Spatial distribution and correlates of annual anthrax occurrence and incidence (2006–2020) at sub-county level across Kenya. Maps show the fitted probability of anthrax occurrence (a) and incidence (b; livestock cases per 100,000 people) for 290 sub-counties in the last quarter of 2020. The points and error bars (c) illustrate the parameter estimates of the linear socio-economic fixed-effects (the posterior mean estimate and the 95% credible interval) for the best-fitting models of anthrax occurrence (red) and incidence (blue) (n = 17,400 observations). The linear covariates were standardized (centered and scaled) before model fitting, such that parameters estimate the effect of 1 standard deviation change in the covariate on either the odds of occurrence or incidence. The models both included spatiotemporal random effects (sub-county per year) to incorporate spatial and temporal heterogeneity and were robust to geographical cross-validation tests (Fig. 10). Maps were generated using Quantum Geographical Information Systems (QGIS) v. 3.16.11 (https://www.qgis.org/en/site/forusers/download.html).

Figure 12

The posterior mean of the spatial random effects. The maps show the posterior mean of the spatial random effects for the occurrence (a) and incidence (b) models.
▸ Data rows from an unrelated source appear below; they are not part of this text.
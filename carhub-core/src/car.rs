use serde::{Deserialize, Serialize};
use uuid::Uuid;

/// Stored mileage value meaning "no per-day cap".
pub const UNLIMITED_MILEAGE: i32 = -1;

#[derive(Debug, Clone, Copy, Serialize, Deserialize, PartialEq, Eq, Hash)]
#[serde(rename_all = "camelCase")]
pub enum CarType {
    Diesel,
    Gasoline,
    Electric,
    Hybrid,
    PlugInHybrid,
    Unknown,
}

#[derive(Debug, Clone, Copy, Serialize, Deserialize, PartialEq, Eq, Hash)]
#[serde(rename_all = "camelCase")]
pub enum GearboxType {
    Manual,
    Automatic,
}

#[derive(Debug, Clone, Copy, Serialize, Deserialize, PartialEq, Eq, Hash)]
#[serde(rename_all = "camelCase")]
pub enum FuelPolicy {
    LikeForLike,
    FreeTank,
    FullToFull,
    FullToEmpty,
}

#[derive(Debug, Clone, Copy, Serialize, Deserialize, PartialEq, Eq, Hash)]
#[serde(rename_all = "camelCase")]
pub enum CarRange {
    Mini,
    Midi,
    Maxi,
    Scooter,
}

#[derive(Debug, Clone, Copy, Serialize, Deserialize, PartialEq, Eq, Hash)]
#[serde(rename_all = "camelCase")]
pub enum CarMultimedia {
    Touchscreen,
    Bluetooth,
    AndroidAuto,
    AppleCarPlay,
}

/// A rentable car as the storefront search reads it.
#[derive(Debug, Clone, Serialize, Deserialize, PartialEq)]
#[serde(rename_all = "camelCase")]
pub struct Car {
    pub id: Uuid,
    pub name: String,
    pub supplier: Uuid,
    pub locations: Vec<Uuid>,
    pub daily_price: f64,
    #[serde(rename = "type")]
    pub car_type: CarType,
    pub gearbox: GearboxType,
    pub fuel_policy: FuelPolicy,
    pub aircon: bool,
    pub seats: i32,
    pub doors: i32,
    /// Per-day cap in km, or [`UNLIMITED_MILEAGE`].
    pub mileage: i32,
    pub deposit: f64,
    pub range: CarRange,
    #[serde(default)]
    pub multimedia: Vec<CarMultimedia>,
    #[serde(default)]
    pub rating: Option<f64>,
    #[serde(default)]
    pub image: Option<String>,
    pub available: bool,
    #[serde(default)]
    pub fully_booked: Option<bool>,
    #[serde(default)]
    pub coming_soon: Option<bool>,
    #[serde(default)]
    pub block_on_pay: Option<bool>,
}

impl Car {
    pub fn has_unlimited_mileage(&self) -> bool {
        self.mileage == UNLIMITED_MILEAGE
    }

    /// Unset and `false` both count as "not fully booked".
    pub fn is_fully_booked(&self) -> bool {
        self.fully_booked.unwrap_or(false)
    }

    pub fn is_coming_soon(&self) -> bool {
        self.coming_soon.unwrap_or(false)
    }

    pub fn blocks_on_pay(&self) -> bool {
        self.block_on_pay.unwrap_or(false)
    }
}
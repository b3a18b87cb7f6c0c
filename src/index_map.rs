//! Grid traversal and coordinate index projection.
//!
//! The scan walks the value variable's full index space in row-major order
//! ([`GridIndices`]). Coordinate variables usually span a *subset* of the
//! value variable's dimensions (a 1-D `lat(lat)` axis against a 3-D
//! `sst(time, lat, lon)` grid); [`IndexProjection`] maps a value-space
//! counter to the coordinate's own index tuple.

use smallvec::SmallVec;

use crate::constants::GridCounter;

/// Mapping from a value-variable counter to a coordinate variable's indices.
///
/// Built per coordinate, once, before the scan. Each coordinate axis is
/// matched to a value axis by name first, then by length among the axes not
/// yet claimed. If any coordinate axis stays unmatched the projection is
/// *empty*: the coordinate is then read at its origin for every cell, which
/// is the right behavior for scalar and degenerate axes.
#[derive(Debug, Clone, PartialEq, Eq)]
pub struct IndexProjection {
    /// For each coordinate axis, the value-counter position it reads.
    positions: SmallVec<[usize; 4]>,
}

impl IndexProjection {
    /// Arguments
    /// ---------
    /// * `value_dims` / `value_shape`: the scanned variable's axes
    /// * `coord_dims` / `coord_shape`: the coordinate variable's axes
    pub fn build(
        value_dims: &[String],
        value_shape: &[usize],
        coord_dims: &[String],
        coord_shape: &[usize],
    ) -> Self {
        let mut positions: SmallVec<[usize; 4]> = SmallVec::new();
        let mut used = vec![false; value_dims.len()];

        for (ci, cdim) in coord_dims.iter().enumerate() {
            let by_name = value_dims
                .iter()
                .position(|vdim| vdim.eq_ignore_ascii_case(cdim));
            let pos = by_name.or_else(|| {
                // Fall back to a length match among unclaimed value axes.
                let clen = coord_shape.get(ci).copied()?;
                value_shape
                    .iter()
                    .enumerate()
                    .position(|(vi, &vlen)| !used[vi] && vlen == clen)
            });
            match pos {
                Some(p) => {
                    used[p] = true;
                    positions.push(p);
                }
                None => {
                    return IndexProjection {
                        positions: SmallVec::new(),
                    }
                }
            }
        }

        IndexProjection { positions }
    }

    /// Projection that always reads the coordinate's origin.
    pub fn empty() -> Self {
        IndexProjection {
            positions: SmallVec::new(),
        }
    }

    pub fn is_empty(&self) -> bool {
        self.positions.is_empty()
    }

    /// Project a value-space counter to the coordinate's index tuple.
    pub fn project(&self, counter: &[usize]) -> SmallVec<[usize; 4]> {
        self.positions
            .iter()
            .map(|&p| counter.get(p).copied().unwrap_or(0))
            .collect()
    }
}

/// Row-major iterator over all counters of a shape.
///
/// An empty shape or any zero-length axis yields no items.
#[derive(Debug, Clone)]
pub struct GridIndices {
    shape: Vec<usize>,
    counter: GridCounter,
    done: bool,
}

impl GridIndices {
    pub fn new(shape: &[usize]) -> Self {
        let done = shape.is_empty() || shape.contains(&0);
        GridIndices {
            shape: shape.to_vec(),
            counter: shape.iter().map(|_| 0).collect(),
            done,
        }
    }
}

impl Iterator for GridIndices {
    type Item = GridCounter;

    fn next(&mut self) -> Option<GridCounter> {
        if self.done {
            return None;
        }
        let current = self.counter.clone();
        // Odometer advance, last axis fastest.
        let mut axis = self.shape.len();
        loop {
            if axis == 0 {
                self.done = true;
                break;
            }
            axis -= 1;
            self.counter[axis] += 1;
            if self.counter[axis] < self.shape[axis] {
                break;
            }
            self.counter[axis] = 0;
        }
        Some(current)
    }
}

/// Counter of the `flat`-th cell of a row-major shape.
pub fn counter_from_flat(shape: &[usize], flat: usize) -> GridCounter {
    let mut counter: GridCounter = shape.iter().map(|_| 0).collect();
    let mut rem = flat;
    for axis in (0..shape.len()).rev() {
        let dim = shape[axis].max(1);
        counter[axis] = rem % dim;
        rem /= dim;
    }
    counter
}

/// Total number of cells of a shape (0 for an empty shape).
pub fn cell_count(shape: &[usize]) -> usize {
    if shape.is_empty() {
        0
    } else {
        shape.iter().product()
    }
}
Maps were generated using Quantum Geographical Information Systems (QGIS) v. 3.16.11 (https://www.qgis.org/en/site/forusers/download.html).

Figure 13

Random walk trend for the occurrence (a) and incidence (b) models. The lower panels show the marginal posterior distribution for the standard deviation (σ) hyperparameter of the random walk trend for the occurrence model (c) and the incidence model (d). The image was derived from the results of the R-INLA package implemented via R v. 4.1.0.